--- START ---

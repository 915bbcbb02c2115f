//! Progress reporting for file downloads.

use std::sync::Arc;

/// Progress information for a download.
#[derive(Debug, Clone)]
pub struct TransferProgress {
    /// Bytes written so far
    pub done: u64,
    /// Size reported by the metadata server
    pub total: u64,
    /// Name of the file being downloaded
    pub filename: String,
}

impl TransferProgress {
    /// Create a new progress report.
    pub fn new(done: u64, total: u64, filename: impl Into<String>) -> Self {
        Self {
            done,
            total,
            filename: filename.into(),
        }
    }

    /// Get progress as a percentage (0.0 to 100.0).
    pub fn percent(&self) -> f64 {
        if self.total == 0 {
            return 0.0;
        }
        (self.done as f64 / self.total as f64 * 100.0).min(100.0)
    }

    /// Check if transfer is complete.
    pub fn is_complete(&self) -> bool {
        self.done >= self.total
    }
}

/// Callback invoked after every chunk written to disk.
///
/// Folder downloads call it from several tasks at once. Return `false` to cancel that download.
pub type ProgressCallback = Arc<dyn Fn(&TransferProgress) -> bool + Send + Sync>;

--- END ---

DIRECTIONS FOR THIS TASK ▸ Starting from the records above, copy each line where the string "done" is found.

SOLUTION BELOW ▸
    pub done: u64,
    pub fn new(done: u64, total: u64, filename: impl Into<String>) -> Self {
            done,
        (self.done as f64 / self.total as f64 * 100.0).min(100.0)
        self.done >= self.total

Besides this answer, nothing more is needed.